Wasps, honey bees and swarms - some basic information.
Posted on 14th June 2018 at 07:05
As professional pest controllers we deal with wasp nests but we won't treat honey bee's, particularly when swarming. These insects are fairly docile and can be collected by a local beekeeper which can be found by looking up the British Beekeepers Association.
Picture of a swarm in a bush in Holyport which we attended this week.
Here at Maidenhead Pest Control we’re starting to get busy dealing with wasps and wasp nests; summer has arrived and as the days get hotter so we’re seeing a rapid increase in wasp numbers and callouts for wasp treatments.
One thing that we don’t treat and doesn't’t require any intervention from pest controllers are honey bee swarms, we have just had a callout to Holyport for what was termed “wasps” when in fact it was a swarm.

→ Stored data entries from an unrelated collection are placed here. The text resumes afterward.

//! Dense co-occurrence matrix over a fixed set of cast identities.

use tracing::debug;

use crate::model::CastId;
use crate::primitives::{IndexedStore, Queue, Sequence};

/// Collaboration graph over a fixed, ordered set of node identities.
///
/// Cell `[i][j]` counts how many times nodes `i` and `j` were recorded as
/// co-occurring. The structure is directed; callers that want symmetric
/// counts record both directions. The matrix is O(N²) in the node count,
/// which is the practical size limit for the queries built on top of it.
///
/// Matrix positions are dense indices into the identity array; resolve
/// domain ids through [`CollaborationGraph::index_of`] before calling the
/// index-based operations, which treat an out-of-range index as a
/// programming error and panic.
#[derive(Debug)]
pub struct CollaborationGraph {
    ids: Vec<CastId>,
    index: IndexedStore<CastId, usize>,
    matrix: Vec<Vec<u32>>,
}

impl CollaborationGraph {
    /// Builds an edgeless graph whose nodes are exactly `ids`, in order.
    pub fn new(ids: Vec<CastId>) -> Self {
        let n = ids.len();
        let mut index = IndexedStore::with_capacity(n);
        for (position, &id) in ids.iter().enumerate() {
            index.put(id, position);
        }
        debug!(nodes = n, "collab.graph.init");
        Self {
            ids,
            index,
            matrix: vec![vec![0; n]; n],
        }
    }

    /// Number of nodes.
    pub fn len(&self) -> usize {
        self.ids.len()
    }

    /// True when the graph has no nodes.
    pub fn is_empty(&self) -> bool {
        self.ids.is_empty()
    }

    /// The node identities, in construction order.
    pub fn ids(&self) -> &[CastId] {
        &self.ids
    }

    /// Matrix index of a domain id, if the id is a node of this graph.
    pub fn index_of(&self, id: CastId) -> Option<usize> {
        self.index.get(id).copied()
    }

    /// Domain id at a matrix index.
    pub fn id_at(&self, index: usize) -> CastId {
        self.ids[index]
    }

    /// Records one co-occurrence from `from` to `to`. Directed: callers
    /// maintaining a symmetric graph increment both cells.
    pub fn add_connection(&mut self, from: usize, to: usize) {
        self.matrix[from][to] += 1;
    }

    /// Co-occurrence count from `from` to `to`.
    pub fn connection_count(&self, from: usize, to: usize) -> u32 {
        self.matrix[from][to]
    }

    /// Breadth-first shortest path from `source` to `target`.
    ///
    /// Any cell with a count of at least one is a traversable edge; the
    /// count itself does not weight the distance. Neighbors are scanned in
    /// ascending index order, so among equal-length paths the one discovered
    /// first in index order wins. The returned sequence runs source→target
    /// inclusive, and is empty when `target` is unreachable.
    pub fn shortest_path(&self, source: usize, target: usize) -> Sequence<usize> {
        let n = self.ids.len();
        let mut visited = vec![false; n];
        let mut parent: Vec<Option<usize>> = vec![None; n];
        let mut frontier = Queue::new();

        visited[source] = true;
        frontier.enqueue(source);

        while let Some(node) = frontier.dequeue() {
            if node == target {
                let mut path = Sequence::new();
                let mut cursor = Some(node);
                while let Some(step) = cursor {
                    path.push_back(step);
                    cursor = parent[step];
                }
                path.reverse();
                debug!(source, target, hops = path.len() - 1, "collab.graph.path");
                return path;
            }
            for neighbor in 0..n {
                if self.matrix[node][neighbor] >= 1 && !visited[neighbor] {
                    visited[neighbor] = true;
                    parent[neighbor] = Some(node);
                    frontier.enqueue(neighbor);
                }
            }
        }

        debug!(source, target, "collab.graph.unreachable");
        Sequence::new()
    }

    /// Indices of nodes sharing at least `threshold` co-occurrences with
    /// some single other node.
    ///
    /// The check is per pair, not a count of distinct partners: one cell of
    /// the node's row reaching `threshold` qualifies it.
    pub fn nodes_with_min_shared(&self, threshold: u32) -> Vec<usize> {
        let mut qualifying = Vec::new();
        for (node, row) in self.matrix.iter().enumerate() {
            if row.iter().any(|&count| count >= threshold) {
                qualifying.push(node);
            }
        }
        qualifying
    }
}

#[cfg(test)]
mod tests {
    use super::*;

    fn line_graph() -> CollaborationGraph {
        // 10 - 20 - 30, with 40 isolated.
        let mut graph = CollaborationGraph::new(vec![10, 20, 30, 40]);
        for (a, b) in [(0, 1), (1, 0), (1, 2), (2, 1)] {
            graph.add_connection(a, b);
        }
        graph
    }

    #[test]
    fn id_index_round_trip() {
        let graph = CollaborationGraph::new(vec![7, -3, 12]);
        assert_eq!(graph.len(), 3);
        assert_eq!(graph.index_of(-3), Some(1));
        assert_eq!(graph.id_at(1), -3);
        assert_eq!(graph.index_of(99), None);
    }

    #[test]
    fn shortest_path_walks_the_line() {
        let graph = line_graph();
        let path: Vec<usize> = graph.shortest_path(0, 2).iter().copied().collect();
        assert_eq!(path, vec![0, 1, 2]);
    }

    #[test]
    fn path_endpoints_and_edges_are_valid() {
        let graph = line_graph();
        let path: Vec<usize> = graph.shortest_path(2, 0).iter().copied().collect();
        assert_eq!(*path.first().expect("start"), 2);
        assert_eq!(*path.last().expect("end"), 0);
        for pair in path.windows(2) {
            assert!(graph.connection_count(pair[0], pair[1]) >= 1);
        }
    }

    #[test]
    fn unreachable_target_yields_empty_path() {
        let graph = line_graph();
        assert!(graph.shortest_path(0, 3).is_empty());
    }

    #[test]
    fn edge_weight_does_not_shorten_distance() {
        // Heavily-counted detour must not beat the direct hop.
        let mut graph = CollaborationGraph::new(vec![1, 2, 3]);
        graph.add_connection(0, 2);
        for _ in 0..10 {
            graph.add_connection(0, 1);
            graph.add_connection(1, 2);
        }
        let path: Vec<usize> = graph.shortest_path(0, 2).iter().copied().collect();
        assert_eq!(path, vec![0, 2]);
    }

    #[test]
    fn threshold_check_is_per_pair() {
        // Node 0 shares 2 with node 1; node 2 has two distinct single-count
        // partners and must not qualify at threshold 2.
        let mut graph = CollaborationGraph::new(vec![1, 2, 3]);
        graph.add_connection(0, 1);
        graph.add_connection(0, 1);
        graph.add_connection(1, 0);
        graph.add_connection(1, 0);
        graph.add_connection(2, 0);
        graph.add_connection(2, 1);
        assert_eq!(graph.nodes_with_min_shared(2), vec![0, 1]);
    }
}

Swarms are harmless and caused by male drones appearing in the bee hive which then mate with the Queen bee. The swarm is caused by part of the colony dividing to follow a separate Queen and to eventually form their own colony.
A swarm of honey bees may contain from 12,000 to 30,000 bees and is an instinctive and natural part of the annual reproduction lifecycle of a honey bee colony.
These swarms usually emerge from their colonies on warm sunny days, and as the bees have filled up with honey and are searching for a new home and so are normally docile and not interested in humans.
The swarm of honey bees like the one we were called out to will then all temporarily cluster, at one location, such as on a branch of a tree or bush.
The cluster of bees range in size from the size of a large grapefruit to basketball size and sometimes larger. Scout bees are then sent out in search of a suitable home, such as a hole in a tree or a building.
The existence of a swarm can take a few hours to several days, until a suitable cavity is found.
In late May and June, a hive of honey bees will have three types of honeybees in it; one queen, a couple of thousand male drones (about 15% of the population of the hive) and tens of thousands of female workers.
Wasps on the other hand will have one Queen and around a couple of hundred female workers; this will rise rapidly now until they peak in August and September where there will be around 15,000 female wasps.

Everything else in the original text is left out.